The total number of flight operations (takeoffs and landings) increased 2.7%, to 82,977 operations. Domestic flight operations increased 2.8%, and international operations increased 2.1%.

Total passenger traffic increased 7.6% (+204,129) terminal passengers).

Traffic increased most in the Monterrey (+7.1%), Tampico (+29.9%), and Ciudad Juárez (+18.2%) airports. VivaAerobus, Interjet, Copa, Aeromar, Volaris, Delta Airlines, and Aeroméxico saw increases in passenger volumes. The Acapulco (-18.3%) and Mazatlán (-4.3%) airports had the largest decreases. (See Annex Table 1, Passenger Traffic for more detail.)

Of total passenger traffic, 82.1% was domestic, and 19.7% was international. Commercial aviation accounted for 96.6% of passenger traffic and general aviation 3.4%. Monterrey generated 44.5% of passenger traffic, Culiacán 9.1%, and Mazatlán 6.7%.

Domestic passenger traffic increased 10.1%.

All thirteen airports had increases in domestic traffic. Monterrey (+5.6%) had increases principally on the routes to Mexico City and Cancún. Tampico (+32.4%) had increases on the Mexico City route. Ciudad Juárez (+18.8%) had increases on the Mexico City and Guadalajara routes. The Reynosa (+53.7%), Culiacán (+8.1%), and Chihuahua (+11.5%) airports had increases on their Mexico City routes.

Four domestic routes opened and three closed during the quarter.

International passenger traffic increased 2.5%.

Nine airports had increases in international traffic.
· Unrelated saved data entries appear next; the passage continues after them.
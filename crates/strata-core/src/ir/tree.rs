//! # IR Tree
//!
//! Owns every block body and the parent lookup table. The child-to-container
//! relation is a table held by the tree root (`BodyId -> DeclarationId`),
//! not a back-pointer held by the child, so there are no ownership cycles
//! while "find my parent" stays answerable.
//!
//! Uses `BTreeMap` exclusively for deterministic ordering.

use crate::ir::body::BlockBody;
use crate::stage::StageController;
use crate::types::{BodyId, DeclarationId, StrataError};
use std::collections::BTreeMap;

/// The staged IR tree: body ownership plus the container lookup table.
#[derive(Debug, Default)]
pub struct IrTree {
    /// Body storage: BodyId -> BlockBody
    bodies: BTreeMap<BodyId, BlockBody>,

    /// Container lookup: BodyId -> owning declaration
    parents: BTreeMap<BodyId, DeclarationId>,

    /// Next body id to allocate.
    next_body: u64,
}

impl IrTree {
    /// Create an empty tree.
    #[must_use]
    pub const fn new() -> Self {
        Self {
            bodies: BTreeMap::new(),
            parents: BTreeMap::new(),
            next_body: 0,
        }
    }

    /// Create a fresh body owned by `parent` at the current stage.
    /// Returns the allocated id.
    pub fn insert_body(
        &mut self,
        stages: &StageController,
        parent: DeclarationId,
        start_offset: u32,
        end_offset: u32,
    ) -> Result<BodyId, StrataError> {
        let id = BodyId(self.next_body);
        let body = BlockBody::new(id, stages, start_offset, end_offset)?;
        self.next_body = self.next_body.saturating_add(1);
        self.bodies.insert(id, body);
        self.parents.insert(id, parent);
        Ok(id)
    }

    /// Borrow a body.
    #[must_use]
    pub fn body(&self, id: BodyId) -> Option<&BlockBody> {
        self.bodies.get(&id)
    }

    /// Mutably borrow a body for staged reads and writes.
    #[must_use]
    pub fn body_mut(&mut self, id: BodyId) -> Option<&mut BlockBody> {
        self.bodies.get_mut(&id)
    }

    /// Find the declaration that owns a body.
    ///
    /// Detached bodies have no container: this returns `None` for them.
    #[must_use]
    pub fn container_of(&self, id: BodyId) -> Option<DeclarationId> {
        self.parents.get(&id).copied()
    }

    /// Sever a body from its container and drop its carrier store.
    ///
    /// The body stays resident in a poisoned state so that any later access
    /// through it is reported as [`StrataError::DetachedBody`] rather than
    /// silently reading stale data.
    pub fn detach(&mut self, id: BodyId) -> Result<(), StrataError> {
        let body = self
            .bodies
            .get_mut(&id)
            .ok_or(StrataError::BodyNotFound(id))?;
        body.detach();
        self.parents.remove(&id);
        Ok(())
    }

    /// Total number of bodies, detached ones included.
    #[must_use]
    pub fn body_count(&self) -> usize {
        self.bodies.len()
    }

    /// Iterate body ids in deterministic order.
    pub fn body_ids(&self) -> impl Iterator<Item = BodyId> + '_ {
        self.bodies.keys().copied()
    }
}

// =============================================================================
// TESTS
// =============================================================================

#[cfg(test)]
mod tests {
    use super::*;
    use crate::types::{QualifiedName, Statement, StatementId, StatementKind};

    #[test]
    fn insert_allocates_sequential_ids() {
        let stages = StageController::new();
        let mut tree = IrTree::new();

        let a = tree
            .insert_body(&stages, DeclarationId(10), 0, 5)
            .expect("insert a");
        let b = tree
            .insert_body(&stages, DeclarationId(10), 5, 9)
            .expect("insert b");

        assert_eq!(a, BodyId(0));
        assert_eq!(b, BodyId(1));
        assert_eq!(tree.body_count(), 2);
    }

    #[test]
    fn container_lookup_answers_parent() {
        let stages = StageController::new();
        let mut tree = IrTree::new();

        let id = tree
            .insert_body(&stages, DeclarationId(42), 0, 1)
            .expect("insert");
        assert_eq!(tree.container_of(id), Some(DeclarationId(42)));
    }

    #[test]
    fn detach_clears_parent_and_poisons_body() {
        let stages = StageController::new();
        let mut tree = IrTree::new();
        let id = tree
            .insert_body(&stages, DeclarationId(1), 0, 1)
            .expect("insert");

        tree.detach(id).expect("detach");
        assert_eq!(tree.container_of(id), None);

        let body = tree.body_mut(id).expect("body still resident");
        assert!(matches!(
            body.children(&stages),
            Err(StrataError::DetachedBody(_))
        ));
    }

    #[test]
    fn detach_unknown_body_is_not_found() {
        let mut tree = IrTree::new();
        assert!(matches!(
            tree.detach(BodyId(99)),
            Err(StrataError::BodyNotFound(BodyId(99)))
        ));
    }

    #[test]
    fn bodies_stay_usable_through_tree_handle() {
        let stages = StageController::new();
        let mut tree = IrTree::new();
        let id = tree
            .insert_body(&stages, DeclarationId(1), 0, 8)
            .expect("insert");

        let body = tree.body_mut(id).expect("body");
        body.push_statement(
            &stages,
            Statement::new(StatementId(1), StatementKind::Return),
        )
        .expect("push");

        assert_eq!(body.children(&stages).expect("children").len(), 1);
    }
}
The most significant increases were in Monterrey (+15.8%) with increases from the routes to San Antonio and Panama; Zacatecas (+78.2%) with an increase on the Chicago route; and San Luis Potosi (+36.4%) with an increase on the Houston route.

Four airports had reductions in international passenger traffic, with the most significant decreases in Acapulco (-54.7%), Mazatlán (-10.0%), and Zihuatanejo (-10.9%). The affected routes were, respectively, those to Houston, Dallas, and Denver.

Two international routes opened in the quarter, and two closed.

Air Cargo volumes increased 3.3%. Of total air cargo volume, 63.1% was domestic and 36.9% was international. Cargo revenues increased 12% to Ps. 6 million in 1Q12.

Non-aeronautical and commercial operations

During 1Q12, we continued to increase and improve the commercial offering and passenger services available in our airport terminals. Twenty-six new retail, car rental, advertising, restaurant, passenger service, and time-share services operations opened in all 13 airports, improving our services. The occupancy rate of our commercial space was 92%, as a result of the initiatives to achieve steady growth of commercial revenues even while expanding the total amount of space available.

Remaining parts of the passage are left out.